▶ [The problem] The lines needed are those below that contain the word "PathBuf"; copy each one.

==== Recorded data ====

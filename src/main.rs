//! Displays raw events from HID-compatible input devices.
//!
//! Run with: rawev [-d /dev/input/eventN] [--grab]
//!
//! Without `--device` the available devices are listed and one is chosen
//! by number. Press Ctrl+C to exit.

use clap::Parser;
use rawev::{
    DeviceInfo, Described, EvdevDevice, Error, EventSource, Result, print_events, select_device,
};
use std::io::{self, BufRead, Write};
use std::path::{Path, PathBuf};
use std::process::ExitCode;
use std::sync::Arc;
use std::sync::atomic::{AtomicBool, Ordering};

/// Status the process exits with when no device could be used (-1).
const FAILURE: u8 = 255;

#[derive(Parser, Debug)]
#[command(version, about = "Displays raw events from HID-compatible input devices")]
struct Args {
    /// Input device to open
    #[arg(short, long, value_name = "PATH")]
    device: Option<PathBuf>,

    /// Grab the device so other applications stop receiving its events
    #[arg(short, long)]
    grab: bool,
}

fn device_header(info: &DeviceInfo) -> String {
    format!("### DEVICE: {} ###", info)
}

/// Print `Exception: <err>`. A closed stdout is not reported twice.
fn report(out: &mut impl Write, err: &Error) {
    let _ = writeln!(out, "Exception: {}", err).and_then(|_| out.flush());
}

/// Exit status for the error that ended the event loop.
fn exit_status(err: &Error) -> u8 {
    match err {
        Error::Interrupted => 0,
        // Reader went away, e.g. `rawev | head`.
        Error::Io(e) if e.kind() == io::ErrorKind::BrokenPipe => 0,
        _ => FAILURE,
    }
}

/// Open the device at `path`, or ask the user to pick one of `enumerate()`.
///
/// On failure the diagnostic has been printed and `Err` carries the exit status.
fn choose_device<D, R, W>(
    path: Option<&Path>,
    open: impl FnOnce(&Path) -> Result<D>,
    enumerate: impl FnOnce() -> Result<Vec<D>>,
    input: R,
    out: &mut W,
) -> std::result::Result<D, u8>
where
    D: Described,
    R: BufRead,
    W: Write,
{
    let result = match path {
        Some(path) => open(path).map(Some),
        None => enumerate().and_then(|devices| select_device(devices, input, out)),
    };

    match result {
        Ok(Some(device)) => Ok(device),
        Ok(None) => Err(FAILURE),
        Err(e) => {
            report(out, &e);
            Err(FAILURE)
        }
    }
}

/// Print the device header, then events until the loop ends.
fn stream<S, W>(device: &mut S, out: &mut W) -> u8
where
    S: Described + EventSource,
    W: Write,
{
    let header = writeln!(out, "{}", device_header(device.info())).and_then(|_| out.flush());
    let err = match header
        .map_err(Error::Io)
        .and_then(|_| print_events(&mut *device, &mut *out))
    {
        Ok(never) => match never {},
        Err(e) => e,
    };

    let status = exit_status(&err);
    if status == 0 {
        log::info!("{}, releasing {}", err, device.info().path.display());
    } else {
        report(out, &err);
    }
    status
}

fn main() -> ExitCode {
    env_logger::Builder::from_env(env_logger::Env::default().default_filter_or("warn")).init();
    let args = Args::parse();
    let mut out = io::stdout().lock();

    let device = match choose_device(
        args.device.as_deref(),
        |path| EvdevDevice::open(path),
        rawev::enumerate_devices,
        io::stdin().lock(),
        &mut out,
    ) {
        Ok(device) => device,
        Err(status) => return ExitCode::from(status),
    };

    let running = Arc::new(AtomicBool::new(true));
    let r = running.clone();
    if let Err(e) = ctrlc::set_handler(move || r.store(false, Ordering::SeqCst)) {
        log::warn!("failed to install Ctrl+C handler: {}", e);
    }

    let mut device = device.with_running(running);
    if args.grab {
        if let Err(e) = device.grab() {
            report(&mut out, &e);
            return ExitCode::from(FAILURE);
        }
    }

    ExitCode::from(stream(&mut device, &mut out))
}

#[cfg(test)]
mod tests {
    use super::*;
    use evdev::{EventType, InputEvent};
    use std::collections::VecDeque;
    use std::io::Cursor;

    struct FakeDevice {
        info: DeviceInfo,
        events: VecDeque<InputEvent>,
        end: Option<Error>,
    }

    impl Described for FakeDevice {
        fn info(&self) -> &DeviceInfo {
            &self.info
        }
    }

    impl EventSource for FakeDevice {
        fn next_event(&mut self) -> Result<InputEvent> {
            match self.events.pop_front() {
                Some(event) => Ok(event),
                None => Err(self.end.take().unwrap_or(Error::Interrupted)),
            }
        }
    }

    fn fake(path: &str, name: &str) -> FakeDevice {
        FakeDevice {
            info: DeviceInfo {
                path: PathBuf::from(path),
                name: name.into(),
                phys: "usb-0000:00:14.0-1/input0".into(),
            },
            events: VecDeque::new(),
            end: None,
        }
    }

    fn keyboard_and_mouse() -> Result<Vec<FakeDevice>> {
        Ok(vec![
            fake("/dev/input/event0", "Keyboard"),
            fake("/dev/input/event3", "Mouse"),
        ])
    }

    fn open_known(path: &Path) -> Result<FakeDevice> {
        match keyboard_and_mouse()?
            .into_iter()
            .find(|d| d.info.path == path)
        {
            Some(device) => Ok(device),
            None => Err(Error::Open {
                path: path.to_path_buf(),
                source: io::Error::from(io::ErrorKind::NotFound),
            }),
        }
    }

    fn output(out: Vec<u8>) -> String {
        String::from_utf8(out).unwrap()
    }

    /// A stdout whose reader has gone away.
    struct ClosedPipe;

    impl Write for ClosedPipe {
        fn write(&mut self, _buf: &[u8]) -> io::Result<usize> {
            Err(io::ErrorKind::BrokenPipe.into())
        }

        fn flush(&mut self) -> io::Result<()> {
            Err(io::ErrorKind::BrokenPipe.into())
        }
    }

    #[test]
    fn test_parse_device_and_grab() {
        let args = Args::try_parse_from(["rawev", "-d", "/dev/input/event0", "--grab"]).unwrap();
        assert_eq!(args.device, Some(PathBuf::from("/dev/input/event0")));
        assert!(args.grab);

        let args = Args::try_parse_from(["rawev", "--device", "/dev/input/event3", "-g"]).unwrap();
        assert_eq!(args.device, Some(PathBuf::from("/dev/input/event3")));
        assert!(args.grab);
    }

    #[test]
    fn test_parse_defaults() {
        let args = Args::try_parse_from(["rawev"]).unwrap();
        assert_eq!(args.device, None);
        assert!(!args.grab);
    }

    #[test]
    fn test_parse_rejects_bad_flags() {
        assert!(Args::try_parse_from(["rawev", "--verbose"]).is_err());
        assert!(Args::try_parse_from(["rawev", "-d"]).is_err());
    }

    #[test]
    fn test_device_header() {
        let device = fake("/dev/input/event0", "Keyboard");
        assert_eq!(
            device_header(&device.info),
            "### DEVICE: /dev/input/event0 \"Keyboard\" (usb-0000:00:14.0-1/input0) ###"
        );
    }

    #[test]
    fn test_exit_status() {
        assert_eq!(exit_status(&Error::Interrupted), 0);
        assert_eq!(
            exit_status(&Error::Io(io::ErrorKind::BrokenPipe.into())),
            0
        );
        assert_eq!(
            exit_status(&Error::Read {
                path: "/dev/input/event0".into(),
                source: io::Error::from_raw_os_error(libc::ENODEV),
            }),
            FAILURE
        );
    }

    #[test]
    fn test_explicit_device_streams_events() {
        let mut out = Vec::new();
        let mut device = choose_device(
            Some(Path::new("/dev/input/event0")),
            open_known,
            || unreachable!("no enumeration with an explicit device"),
            Cursor::new(""),
            &mut out,
        )
        .ok()
        .unwrap();
        device.events.extend([
            InputEvent::new(EventType::KEY, 30, 1),
            InputEvent::new(EventType::SYNCHRONIZATION, 0, 0),
        ]);

        let status = stream(&mut device, &mut out);
        assert_eq!(status, 0);
        assert_eq!(
            output(out),
            "### DEVICE: /dev/input/event0 \"Keyboard\" (usb-0000:00:14.0-1/input0) ###\n\
             key event at 0.000000, 30 (KEY_A), down: 1\n"
        );
    }

    #[test]
    fn test_explicit_device_open_failure() {
        let mut out = Vec::new();
        let result = choose_device(
            Some(Path::new("/dev/input/event9")),
            open_known,
            || unreachable!("no enumeration with an explicit device"),
            Cursor::new(""),
            &mut out,
        );
        assert_eq!(result.err(), Some(FAILURE));
        assert!(output(out).starts_with("Exception: cannot open /dev/input/event9: "));
    }

    #[test]
    fn test_selecting_mouse() {
        let mut out = Vec::new();
        let device = choose_device(
            None,
            open_known,
            keyboard_and_mouse,
            Cursor::new("1\n"),
            &mut out,
        )
        .ok()
        .unwrap();
        assert_eq!(device.info.path, PathBuf::from("/dev/input/event3"));
        assert_eq!(device.info.name, "Mouse");
    }

    #[test]
    fn test_invalid_choice_exits_with_failure() {
        let mut out = Vec::new();
        let result = choose_device(
            None,
            open_known,
            keyboard_and_mouse,
            Cursor::new("5\n"),
            &mut out,
        );
        assert_eq!(result.err(), Some(FAILURE));
        assert!(output(out).ends_with("ERROR - Invalid choice: 5\n"));
    }

    #[test]
    fn test_enumeration_failure() {
        let mut out = Vec::new();
        let result = choose_device(
            None,
            open_known,
            || {
                Err(Error::Enumeration {
                    path: "/dev/input".into(),
                    source: io::Error::from(io::ErrorKind::PermissionDenied),
                })
            },
            Cursor::new("0\n"),
            &mut out,
        );
        assert_eq!(result.err(), Some(FAILURE));
        assert!(output(out).starts_with("Exception: cannot list input devices in /dev/input: "));
    }

    #[test]
    fn test_read_failure_is_reported() {
        let mut device = fake("/dev/input/event3", "Mouse");
        device.end = Some(Error::Read {
            path: "/dev/input/event3".into(),
            source: io::Error::from_raw_os_error(libc::ENODEV),
        });

        let mut out = Vec::new();
        let status = stream(&mut device, &mut out);
        assert_eq!(status, FAILURE);
        let out = output(out);
        let last = out.lines().last().unwrap();
        assert!(last.starts_with("Exception: cannot read from /dev/input/event3: "));
    }

    #[test]
    fn test_closed_stdout_does_not_panic() {
        let mut device = fake("/dev/input/event0", "Keyboard");
        device
            .events
            .push_back(InputEvent::new(EventType::KEY, 30, 1));
        assert_eq!(stream(&mut device, &mut ClosedPipe), 0);
    }
}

====

▶ [Final answer]
use std::path::{Path, PathBuf};
    device: Option<PathBuf>,
                path: PathBuf::from(path),
        assert_eq!(args.device, Some(PathBuf::from("/dev/input/event0")));
        assert_eq!(args.device, Some(PathBuf::from("/dev/input/event3")));
        assert_eq!(device.info.path, PathBuf::from("/dev/input/event3"));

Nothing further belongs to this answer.